## About this task
One number is the full answer: how many lines in the records contain the word "before"?

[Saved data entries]
□ □ □ □ □

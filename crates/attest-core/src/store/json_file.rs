//! JSON-file store: the whole collection under one namespaced key.
//!
//! The medium is a single `<namespace>.json` file holding the serialized
//! array. Reads of a missing file yield an empty collection; writes go
//! through a temp file and rename so a crash mid-write cannot truncate the
//! collection.

use std::io::ErrorKind;
use std::path::{Path, PathBuf};

use async_trait::async_trait;
use tokio::fs;
use tracing::debug;

use super::{DocumentStore, StorageError, StoreResult};
use crate::types::{DocumentPatch, DocumentRecord};

/// Namespace used when none is given.
pub const DEFAULT_NAMESPACE: &str = "documents";

/// File-backed [`DocumentStore`].
#[derive(Debug, Clone)]
pub struct JsonFileStore {
    dir: PathBuf,
    namespace: String,
}

impl JsonFileStore {
    /// Store rooted at `dir`, under the default namespace.
    pub fn new(dir: impl Into<PathBuf>) -> Self {
        Self::with_namespace(dir, DEFAULT_NAMESPACE)
    }

    /// Store rooted at `dir` with an explicit namespace, for callers that
    /// keep several collections side by side.
    pub fn with_namespace(dir: impl Into<PathBuf>, namespace: impl Into<String>) -> Self {
        Self {
            dir: dir.into(),
            namespace: namespace.into(),
        }
    }

    /// Path of the collection file.
    pub fn key_path(&self) -> PathBuf {
        self.dir.join(format!("{}.json", self.namespace))
    }

    async fn read_collection(&self) -> StoreResult<Vec<DocumentRecord>> {
        match fs::read(self.key_path()).await {
            Ok(bytes) => Ok(serde_json::from_slice(&bytes)?),
            Err(e) if e.kind() == ErrorKind::NotFound => Ok(Vec::new()),
            Err(e) => Err(e.into()),
        }
    }

    async fn write_collection(&self, records: &[DocumentRecord]) -> StoreResult<()> {
        fs::create_dir_all(&self.dir).await?;
        let json = serde_json::to_vec_pretty(records)?;
        write_atomic(&self.key_path(), &json).await
    }
}

/// Write `content` to `path` via a temp file and rename.
pub(crate) async fn write_atomic(path: &Path, content: &[u8]) -> StoreResult<()> {
    let temp_path = path.with_extension("tmp");
    fs::write(&temp_path, content).await?;
    fs::rename(&temp_path, path).await?;
    Ok(())
}

#[async_trait]
impl DocumentStore for JsonFileStore {
    async fn load_all(&self) -> StoreResult<Vec<DocumentRecord>> {
        self.read_collection().await
    }

    async fn save(&self, record: &DocumentRecord) -> StoreResult<()> {
        record.validate()?;
        let mut records = self.read_collection().await?;
        if records.iter().any(|r| r.id == record.id) {
            return Err(StorageError::DuplicateId {
                id: record.id.clone(),
            });
        }
        records.push(record.clone());
        self.write_collection(&records).await?;
        debug!(id = %record.id, count = records.len(), "document saved");
        Ok(())
    }

    async fn update(&self, id: &str, patch: &DocumentPatch) -> StoreResult<()> {
        let mut records = self.read_collection().await?;
        let record = records
            .iter_mut()
            .find(|r| r.id == id)
            .ok_or_else(|| StorageError::NotFound { id: id.to_string() })?;
        patch.apply(record);
        record.validate()?;
        self.write_collection(&records).await
    }

    async fn delete(&self, id: &str) -> StoreResult<()> {
        let mut records = self.read_collection().await?;
        let before = records.len();
        records.retain(|r| r.id != id);
        if records.len() == before {
            // Already absent; delete is idempotent.
            return Ok(());
        }
        self.write_collection(&records).await
    }

    async fn clear(&self) -> StoreResult<()> {
        match fs::remove_file(self.key_path()).await {
            Ok(()) => Ok(()),
            Err(e) if e.kind() == ErrorKind::NotFound => Ok(()),
            Err(e) => Err(e.into()),
        }
    }
}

□ □ □ □ □

## Solution to the exercise
2